§ TASK DETAILS:
Look for "limits" in each line of the entries, and return the matching lines.

Recorded data

-=-=-

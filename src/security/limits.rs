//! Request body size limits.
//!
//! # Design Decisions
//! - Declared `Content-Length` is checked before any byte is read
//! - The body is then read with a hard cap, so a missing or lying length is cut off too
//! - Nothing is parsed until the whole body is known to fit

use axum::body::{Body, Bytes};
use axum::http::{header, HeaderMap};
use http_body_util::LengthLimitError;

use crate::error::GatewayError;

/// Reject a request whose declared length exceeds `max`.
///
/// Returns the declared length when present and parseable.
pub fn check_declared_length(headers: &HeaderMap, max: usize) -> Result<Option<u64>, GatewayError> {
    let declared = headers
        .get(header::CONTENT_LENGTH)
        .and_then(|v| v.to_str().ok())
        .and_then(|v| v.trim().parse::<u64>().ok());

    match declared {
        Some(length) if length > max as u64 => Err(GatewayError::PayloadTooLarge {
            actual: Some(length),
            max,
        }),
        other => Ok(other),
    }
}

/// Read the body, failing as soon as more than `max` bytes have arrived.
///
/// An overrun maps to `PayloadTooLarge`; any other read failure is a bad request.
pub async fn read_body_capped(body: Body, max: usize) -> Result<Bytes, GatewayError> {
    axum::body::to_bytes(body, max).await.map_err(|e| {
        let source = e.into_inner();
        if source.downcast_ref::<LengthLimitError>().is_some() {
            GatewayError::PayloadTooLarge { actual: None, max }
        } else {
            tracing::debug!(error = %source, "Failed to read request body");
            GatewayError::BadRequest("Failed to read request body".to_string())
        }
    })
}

-=-=-

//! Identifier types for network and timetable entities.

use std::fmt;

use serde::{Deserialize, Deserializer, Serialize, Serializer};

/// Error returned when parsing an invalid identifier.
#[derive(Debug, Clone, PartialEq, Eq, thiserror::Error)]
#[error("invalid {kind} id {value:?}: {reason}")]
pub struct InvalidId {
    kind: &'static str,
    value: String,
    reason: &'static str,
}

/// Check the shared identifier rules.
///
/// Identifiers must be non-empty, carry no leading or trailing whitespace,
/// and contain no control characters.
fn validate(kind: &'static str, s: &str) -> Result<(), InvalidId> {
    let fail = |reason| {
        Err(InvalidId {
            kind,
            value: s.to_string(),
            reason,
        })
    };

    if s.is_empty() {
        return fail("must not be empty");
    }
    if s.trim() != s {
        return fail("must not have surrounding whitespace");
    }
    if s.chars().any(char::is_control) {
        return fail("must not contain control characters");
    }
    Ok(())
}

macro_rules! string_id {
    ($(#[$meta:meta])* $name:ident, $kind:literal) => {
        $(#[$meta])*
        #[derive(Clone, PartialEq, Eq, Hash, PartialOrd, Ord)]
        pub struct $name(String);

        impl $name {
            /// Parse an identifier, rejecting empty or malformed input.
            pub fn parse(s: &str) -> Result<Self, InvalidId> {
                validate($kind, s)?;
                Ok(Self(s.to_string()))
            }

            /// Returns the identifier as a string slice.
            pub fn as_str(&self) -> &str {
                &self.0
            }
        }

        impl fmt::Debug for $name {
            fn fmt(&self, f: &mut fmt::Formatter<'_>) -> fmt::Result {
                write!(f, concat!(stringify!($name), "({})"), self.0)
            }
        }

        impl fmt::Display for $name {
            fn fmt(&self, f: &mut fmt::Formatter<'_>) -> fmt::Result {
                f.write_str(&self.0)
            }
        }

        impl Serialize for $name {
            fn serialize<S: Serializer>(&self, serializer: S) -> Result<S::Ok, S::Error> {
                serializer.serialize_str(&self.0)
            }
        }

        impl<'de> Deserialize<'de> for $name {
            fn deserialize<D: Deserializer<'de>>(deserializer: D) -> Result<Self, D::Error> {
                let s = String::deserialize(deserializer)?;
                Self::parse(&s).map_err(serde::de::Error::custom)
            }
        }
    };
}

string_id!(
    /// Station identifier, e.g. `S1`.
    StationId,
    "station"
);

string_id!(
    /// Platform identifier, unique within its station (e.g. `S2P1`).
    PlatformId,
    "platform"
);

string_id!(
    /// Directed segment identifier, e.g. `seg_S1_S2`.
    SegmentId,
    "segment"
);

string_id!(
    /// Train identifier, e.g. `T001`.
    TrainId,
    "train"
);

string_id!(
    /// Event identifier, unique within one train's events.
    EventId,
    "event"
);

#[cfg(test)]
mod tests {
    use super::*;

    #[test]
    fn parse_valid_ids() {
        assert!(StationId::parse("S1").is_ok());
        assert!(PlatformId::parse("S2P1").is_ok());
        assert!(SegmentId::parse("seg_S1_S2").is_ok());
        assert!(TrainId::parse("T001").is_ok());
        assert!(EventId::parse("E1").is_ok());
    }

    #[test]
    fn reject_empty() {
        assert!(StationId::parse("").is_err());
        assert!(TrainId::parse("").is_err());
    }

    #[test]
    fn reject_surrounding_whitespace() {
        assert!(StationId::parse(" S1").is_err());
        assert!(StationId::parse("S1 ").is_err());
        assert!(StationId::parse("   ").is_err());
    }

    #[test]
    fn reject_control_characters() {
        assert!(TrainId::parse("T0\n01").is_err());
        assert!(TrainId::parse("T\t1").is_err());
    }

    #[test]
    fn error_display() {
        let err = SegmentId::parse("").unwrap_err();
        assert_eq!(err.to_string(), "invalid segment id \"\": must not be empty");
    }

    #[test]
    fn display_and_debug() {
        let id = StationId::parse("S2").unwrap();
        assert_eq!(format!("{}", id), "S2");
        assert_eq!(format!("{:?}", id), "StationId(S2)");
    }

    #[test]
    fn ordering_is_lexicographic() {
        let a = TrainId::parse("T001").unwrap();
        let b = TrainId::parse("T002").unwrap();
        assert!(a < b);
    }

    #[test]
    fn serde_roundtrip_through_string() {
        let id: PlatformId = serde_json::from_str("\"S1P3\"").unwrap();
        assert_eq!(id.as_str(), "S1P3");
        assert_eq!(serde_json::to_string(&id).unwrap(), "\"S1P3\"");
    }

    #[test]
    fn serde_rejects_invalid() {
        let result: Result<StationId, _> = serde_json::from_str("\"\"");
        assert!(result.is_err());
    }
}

-=-=-

§ OUTPUT FOR THIS EXERCISE:
filename src/security/limits.rs
//! Request body size limits.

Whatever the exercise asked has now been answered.